Si on vous proposait de vivre dans un château d’Écosse, vous le trouveriez possiblement trop sombre, trop grand, trop humide. Pour bien des gens, l’environnement bâti est ressenti comme un château d’Écosse. Avec le vieillissement de la population, la question prendra de plus en plus d’importance, signale Jean-Pierre Chupin, théoricien de l’architecture. « À notre époque, les discussions entourant l’accessibilité universelle ne peuvent plus se résumer aux enjeux de mobilité réduite. Elles doivent s’étendre aux limitations neurologiques. »

Un nouveau mot fait son apparition dans le vocabulaire du design : la « neuroarchitecture ». Le concept, apparu récemment, invite à créer des lieux qui tiennent compte des réactions intuitives à l’environnement, explique Virginie Lasalle, professeure adjointe à l’École de design de l’Université de Montréal. « Dit comme ça, c’est de la bonne architecture comme on en fait depuis toujours. Mais ce qui diffère maintenant, c’est qu’on essaie de mieux comprendre ces réactions à partir de données empruntées à d’autres disciplines comme la psychologie ou les neurosciences. »

Or, les avancées dans ces domaines mènent à un constat : nos bâtiments paraissent hostiles à une bonne partie de la population.

Les personnes neuroatypiques – un groupe qui englobe les troubles du spectre de l’autisme, ceux de l’attention, de l’anxiété, de la dépression ou de la dégénérescence cognitive, comme l’alzheimer – ne parviennent pas à s’adapter à leur environnement comme peuvent le faire les personnes dites neurotypiques. Pour leur bien-être, c’est donc l’environnement qui doit s’ajuster à leurs besoins. « On s’entend que la problématique est vaste », souligne la chercheuse.

PHOTO MARCO CAMPANOZZI, LA PRESSE

Virginie Lasalle, professeure adjointe et responsable du DESS en design d’intérieur à l’École de design de l’Université de Montréal

Le bruit, la lumière, la surcharge d’informations, les difficultés de repérage dans l’espace ou les interactions avec l’autre sont autant de sources d’irritation plus ou moins grandes pour les personnes qui ont des fragilités neurologiques. « Si on veut que tout le monde participe à la société, il faudra être en mesure de revoir les environnements partagés pour mieux les accueillir. Repenser nos espaces communs sous l’angle de la neuroarchitecture ne profite pas uniquement aux personnes qui ont des limitations, mais à tout le monde », soutient Virginie Lasalle.

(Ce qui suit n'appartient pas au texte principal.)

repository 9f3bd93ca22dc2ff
use std::time::Duration;

use anyhow::Result;
use axum::http::header::{self, HeaderName, HeaderValue};
use axum::http::Method;
use axum::Router;
use tokio::net::TcpListener;
use tower_http::cors::{AllowOrigin, CorsLayer};
use tower_http::limit::RequestBodyLimitLayer;
use tower_http::set_header::SetResponseHeaderLayer;
use tower_http::timeout::TimeoutLayer;
use tower_http::trace::TraceLayer;
use tracing::{info, warn};

use backend_application::AppState;
use backend_interfaces_http::build_router;

use crate::context::AppContext;

fn security_headers() -> [(HeaderName, HeaderValue); 8] {
    [
        (
            header::X_CONTENT_TYPE_OPTIONS,
            HeaderValue::from_static("nosniff"),
        ),
        (
            header::X_FRAME_OPTIONS,
            HeaderValue::from_static("SAMEORIGIN"),
        ),
        (
            header::REFERRER_POLICY,
            HeaderValue::from_static("no-referrer"),
        ),
        (
            header::STRICT_TRANSPORT_SECURITY,
            HeaderValue::from_static("max-age=15552000; includeSubDomains"),
        ),
        (
            header::CONTENT_SECURITY_POLICY,
            HeaderValue::from_static("default-src 'self'"),
        ),
        (
            HeaderName::from_static("cross-origin-resource-policy"),
            HeaderValue::from_static("same-origin"),
        ),
        (
            header::X_DNS_PREFETCH_CONTROL,
            HeaderValue::from_static("off"),
        ),
        (
            HeaderName::from_static("x-permitted-cross-domain-policies"),
            HeaderValue::from_static("none"),
        ),
    ]
}

fn cors_layer(origins: &[String]) -> CorsLayer {
    let allowed: Vec<HeaderValue> = origins
        .iter()
        .filter_map(|origin| match HeaderValue::from_str(origin) {
            Ok(value) => Some(value),
            Err(_) => {
                warn!("ignoring invalid CORS origin: {}", origin);
                None
            }
        })
        .collect();
    let allow_origin = if allowed.is_empty() {
        AllowOrigin::mirror_request()
    } else {
        AllowOrigin::list(allowed)
    };

    CorsLayer::new()
        .allow_origin(allow_origin)
        .allow_methods([Method::GET, Method::POST, Method::OPTIONS])
        .allow_headers([header::AUTHORIZATION, header::CONTENT_TYPE])
}

fn build_router_with_layers(state: AppState) -> Router {
    let mut router = build_router(state.clone())
        .layer(RequestBodyLimitLayer::new(
            usize::try_from(state.config.max_body_bytes).unwrap_or(usize::MAX),
        ))
        .layer(TimeoutLayer::new(Duration::from_secs(
            state.config.request_timeout_seconds,
        )));
    for (name, value) in security_headers() {
        router = router.layer(SetResponseHeaderLayer::if_not_present(name, value));
    }
    router
        .layer(cors_layer(&state.config.cors_origins))
        .layer(TraceLayer::new_for_http())
}

pub async fn run_standalone() -> Result<()> {
    let context = AppContext::new().await?;
    let state = context.state;

    let app = build_router_with_layers(state.clone());
    let addr: std::net::SocketAddr = state.config.bind_addr.parse()?;
    let listener = TcpListener::bind(addr).await?;
    info!("listening on {}", addr);

    axum::serve(listener, app)
        .with_graceful_shutdown(shutdown_signal())
        .await?;
    info!("server stopped");
    Ok(())
}

async fn shutdown_signal() {
    let ctrl_c = async {
        let _ = tokio::signal::ctrl_c().await;
    };

    #[cfg(unix)]
    let terminate = async {
        use tokio::signal::unix::{signal, SignalKind};
        match signal(SignalKind::terminate()) {
            Ok(mut sigterm) => {
                sigterm.recv().await;
            }
            Err(err) => {
                warn!("sigterm handler unavailable: {}", err);
                std::future::pending::<()>().await;
            }
        }
    };

    #[cfg(not(unix))]
    let terminate = std::future::pending::<()>();

    tokio::select! {
        _ = ctrl_c => {},
        _ = terminate => {},
    }
    info!("shutdown signal received");
}
// Pagination entity
// Caller-supplied paging is parsed leniently and always clamped

use serde::Deserialize;

pub const DEFAULT_PAGE_LIMIT: i64 = 20;
pub const MAX_PAGE_LIMIT: i64 = 100;

/// Raw `?q=&limit=&offset=` parameters as they arrive on the wire.
#[derive(Debug, Clone, Default, Deserialize)]
pub struct ListQuery {
    pub q: Option<String>,
    pub limit: Option<String>,
    pub offset: Option<String>,
}

impl ListQuery {
    /// Builds the query from raw `key=value` pairs. The first occurrence of
    /// a key wins; unknown keys are ignored.
    pub fn from_pairs(pairs: Vec<(String, String)>) -> Self {
        let mut query = Self::default();
        for (key, value) in pairs {
            let slot = match key.as_str() {
                "q" => &mut query.q,
                "limit" => &mut query.limit,
                "offset" => &mut query.offset,
                _ => continue,
            };
            if slot.is_none() {
                *slot = Some(value);
            }
        }
        query
    }

    pub fn search_term(&self) -> Option<&str> {
        self.q
            .as_deref()
            .map(str::trim)
            .filter(|value| !value.is_empty())
    }

    pub fn page(&self) -> PageRequest {
        PageRequest::from_raw(self.limit.as_deref(), self.offset.as_deref())
    }
}

#[derive(Debug, Clone, Copy, PartialEq, Eq)]
pub struct PageRequest {
    pub limit: i64,
    pub offset: i64,
}

impl Default for PageRequest {
    fn default() -> Self {
        Self {
            limit: DEFAULT_PAGE_LIMIT,
            offset: 0,
        }
    }
}

impl PageRequest {
    pub fn new(limit: i64, offset: i64) -> Self {
        Self {
            limit: limit.clamp(1, MAX_PAGE_LIMIT),
            offset: offset.max(0),
        }
    }

    pub fn from_raw(limit: Option<&str>, offset: Option<&str>) -> Self {
        let limit = parse_or(limit, DEFAULT_PAGE_LIMIT);
        let offset = parse_or(offset, 0);
        Self::new(limit, offset)
    }
}

fn parse_or(raw: Option<&str>, fallback: i64) -> i64 {
    raw.map(str::trim)
        .filter(|value| !value.is_empty())
        .and_then(|value| value.parse::<i64>().ok())
        .unwrap_or(fallback)
}

#[cfg(test)]
mod tests {
    use super::*;

    #[test]
    fn limit_is_clamped_into_range() {
        assert_eq!(PageRequest::new(0, 0).limit, 1);
        assert_eq!(PageRequest::new(-50, 0).limit, 1);
        assert_eq!(PageRequest::new(101, 0).limit, 100);
        assert_eq!(PageRequest::new(i64::MAX, 0).limit, 100);
        assert_eq!(PageRequest::new(42, 0).limit, 42);
    }

    #[test]
    fn negative_offset_becomes_zero() {
        assert_eq!(PageRequest::new(10, -1).offset, 0);
        assert_eq!(PageRequest::new(10, i64::MIN).offset, 0);
        assert_eq!(PageRequest::new(10, 30).offset, 30);
    }

    #[test]
    fn missing_or_garbage_values_use_defaults() {
        assert_eq!(PageRequest::from_raw(None, None), PageRequest::new(20, 0));
        assert_eq!(
            PageRequest::from_raw(Some("abc"), Some("")),
            PageRequest::new(20, 0)
        );
        assert_eq!(
            PageRequest::from_raw(Some(" 5 "), Some("-3")),
            PageRequest::new(5, 0)
        );
    }

    #[test]
    fn repeated_keys_keep_the_first_value() {
        let pairs = [("limit", "2"), ("q", "Steve"), ("limit", "50"), ("sort", "x"), ("q", "Alex")]
            .iter()
            .map(|(key, value)| (key.to_string(), value.to_string()))
            .collect();
        let query = ListQuery::from_pairs(pairs);
        assert_eq!(query.search_term(), Some("Steve"));
        assert_eq!(query.page(), PageRequest::new(2, 0));
        assert!(query.offset.is_none());
    }

    #[test]
    fn search_term_is_trimmed_and_blank_is_none() {
        let query = ListQuery {
            q: Some("  Steve ".to_string()),
            ..ListQuery::default()
        };
        assert_eq!(query.search_term(), Some("Steve"));

        let blank = ListQuery {
            q: Some("   ".to_string()),
            ..ListQuery::default()
        };
        assert_eq!(blank.search_term(), None);
    }
}
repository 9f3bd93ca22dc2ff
use std::sync::Arc;
use std::time::Duration;

use anyhow::Result;
use tracing::info;

use backend_application::AppState;
use backend_infrastructure::{AppConfig, HttpNameDirectory, MySqlRepo, SystemClock};

pub struct AppContext {
    pub state: AppState,
}

impl AppContext {
    pub async fn new() -> Result<Self> {
        let config = AppConfig::load().await?;
        let runtime_config = config.to_runtime_config();
        let db_config = config.to_db_config();

        info!(
            bind_addr = %runtime_config.bind_addr,
            db_host = db_config.host.as_deref().unwrap_or("-"),
            db_port = db_config.port,
            db_name = db_config.database.as_deref().unwrap_or("-"),
            db_ssl = db_config.ssl,
            bans = %runtime_config.bans.table,
            mutes = %runtime_config.mutes.table,
            kicks = %runtime_config.kicks.table,
            history = %runtime_config.history_table,
            "config loaded"
        );

        let repo = Arc::new(MySqlRepo::connect_lazy(&db_config));
        let name_directory = Arc::new(HttpNameDirectory::new(
            &runtime_config.directory_url,
            Duration::from_secs(runtime_config.directory_timeout_seconds),
        )?);

        let state = AppState {
            config: runtime_config,
            record_repo: repo.clone(),
            history_repo: repo,
            name_directory,
            clock: Arc::new(SystemClock),
        };

        Ok(Self { state })
    }
}
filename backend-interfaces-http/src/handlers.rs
pub mod auth_handlers;
pub mod health_handlers;
pub mod record_handlers;
pub mod stats_handlers;

pub use auth_handlers::*;
pub use health_handlers::*;
pub use record_handlers::*;
pub use stats_handlers::*;
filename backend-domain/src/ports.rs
// Repository and Service Port Traits (Interfaces)
// Define what the domain needs from infrastructure

pub mod repositories;
pub mod services;

pub use repositories::*;
pub use services::*;
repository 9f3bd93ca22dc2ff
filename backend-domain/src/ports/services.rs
use async_trait::async_trait;
use chrono::{DateTime, Utc};

#[async_trait]
pub trait NameDirectory: Send + Sync {
    /// Raw directory id for `name`, `None` when the directory does not know it.
    async fn lookup_id(&self, name: &str) -> anyhow::Result<Option<String>>;
}

pub trait Clock: Send + Sync {
    fn now(&self) -> DateTime<Utc>;
}
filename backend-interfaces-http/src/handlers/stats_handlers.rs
use axum::extract::State;
use axum::http::HeaderMap;
use axum::Json;

use backend_application::queries::stats_queries;
use backend_application::AppState;
use backend_domain::ModerationStats;

use crate::error::HttpError;
use crate::middleware::authorize;

pub async fn get_stats(
    State(state): State<AppState>,
    headers: HeaderMap,
) -> Result<Json<ModerationStats>, HttpError> {
    authorize(&state, &headers)?;
    let stats = stats_queries::moderation_stats(&state).await?;
    Ok(Json(stats))
}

Tenir compte des limitations invisibles

Un partenariat de recherche impliquant 14 universités au Canada, 70 chercheurs et 68 organisations citoyennes et municipales travaille actuellement à redéfinir la qualité de l’environnement bâti et les démarches participatives. Aussi prometteuse que puisse être l’idée d’une architecture inclusive, elle se complique dans la pratique quand les besoins des uns s’opposent à ceux des autres, observe Jean-Pierre Chupin, directeur d’une chaire de recherche du Canada en architecture à l’Université de Montréal.

Certains peuvent avoir besoin d’espaces très protecteurs et tamisés, tandis que d’autres apprécient l’espace et la lumière, donne-t-il en exemple. « Il y a une certaine complexité à considérer dans quel contexte il faut favoriser certains besoins plutôt que d’autres. On ne peut pas appliquer les recettes habituelles de conception. Ça suppose de changer son regard sur l’usager et, à ce jour, l’usager est encore perçu comme étant dans la norme. »

Bien sûr, les architectes et designers travaillent en collaboration avec d’autres disciplines quand il est question d’espaces réservés aux personnes atteintes de troubles neurologiques. Ce n’est pas le cas pour la conception de lieux qui s’adressent à tous, relève Jean-Pierre Chupin sans toutefois lancer la pierre aux architectes. « On est coupables d’ignorance parce que nos formations nous ont mal préparés à tenir compte des limitations invisibles. Avant, on disait : “Pourquoi s’y intéresser puisque ça touche très peu de gens ?” On sait maintenant que ça implique une grande partie de la population et que ça s’étend de la petite enfance jusqu’au plus vieil âge. Du coup, ça réveille tout le monde. »

Redéfinir l’usager

Au Québec, Société logique travaille pour le développement d’environnements universellement accessibles et inclusifs. « Il y a deux défis à relever pour y arriver » pointe l’architecte Isabelle Cardinal, qui dirige les services de consultation de cet organisme à but non lucratif. « D’abord, nos villes et villages sont déjà construits. On doit aussi considérer le fait que ça ne fait pas partie des exigences minimales de construction. »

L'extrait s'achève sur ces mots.